ACA Medicaid uninsured OBBBA Congress

Last month, the Congressional Budget Office (CBO) updated its baseline projections of health insurance coverage by source for the first time since June 2024. In the intervening time, Congress reduced federal health insurance payments by roughly $1.5T over the next decade, including $1T in Medicaid cuts from last year’s budget reconciliation package, and the $350B in Affordable Care Act (ACA) enhanced subsidies that Congress opted not to renew.

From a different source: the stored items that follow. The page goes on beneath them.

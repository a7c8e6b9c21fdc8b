use crate::error::Result;
use crate::types::SeriesKind;
use std::fs;
use std::path::PathBuf;

/// BIDS-style output location for one subject/session
///
/// Files land in `<bids_root>/sub-<subject>[/ses-<session>]` and are named
/// `sub-<subject>[_ses-<session>]_<suffix>`.
#[derive(Debug, Clone, PartialEq, Eq)]
pub struct OutputLayout {
    pub bids_root: PathBuf,
    pub subject: String,
    pub session: Option<String>,
}

impl OutputLayout {
    /// Creates a layout; an empty session label counts as no session
    pub fn new(bids_root: PathBuf, subject: impl Into<String>, session: Option<String>) -> Self {
        Self {
            bids_root,
            subject: subject.into(),
            session: session.filter(|s| !s.trim().is_empty()),
        }
    }

    pub fn output_dir(&self) -> PathBuf {
        let mut dir = self.bids_root.join(format!("sub-{}", self.subject));
        if let Some(ref session) = self.session {
            dir = dir.join(format!("ses-{}", session));
        }
        dir
    }

    /// Creates the output directory and returns it
    pub fn create_output_dir(&self) -> Result<PathBuf> {
        let dir = self.output_dir();
        fs::create_dir_all(&dir)?;
        Ok(dir)
    }

    /// Output base name handed to the converter, without extension
    pub fn file_stem(&self, kind: SeriesKind) -> String {
        let mut stem = format!("sub-{}", self.subject);
        if let Some(ref session) = self.session {
            stem.push_str(&format!("_ses-{}", session));
        }
        format!("{}_{}", stem, kind.bids_suffix())
    }
}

Taking these massive policy changes into account, the CBO projects that by 2036 Medicaid enrollment will drop by 11.5M (14 percent of the current level), ACA exchange enrollment will fall by 7.5M (33 percent of the current level), and the uninsured population will grow by 10.8M (41 percent higher than the current level). These changes will not be spread evenly over the next ten years, as the ACA cuts are already taking effect and will hit an enrollment low in 2028, before gradually improving under stabilized market conditions, while the Medicaid cuts begin to phase in next year. About half of the people losing Medicaid or ACA coverage are expected to become uninsured after not finding coverage elsewhere. Even if the next presidential administration makes it a day-one priority in 2029 to reverse these cuts and restore federal healthcare funding, 10M people will have already lost their health insurance.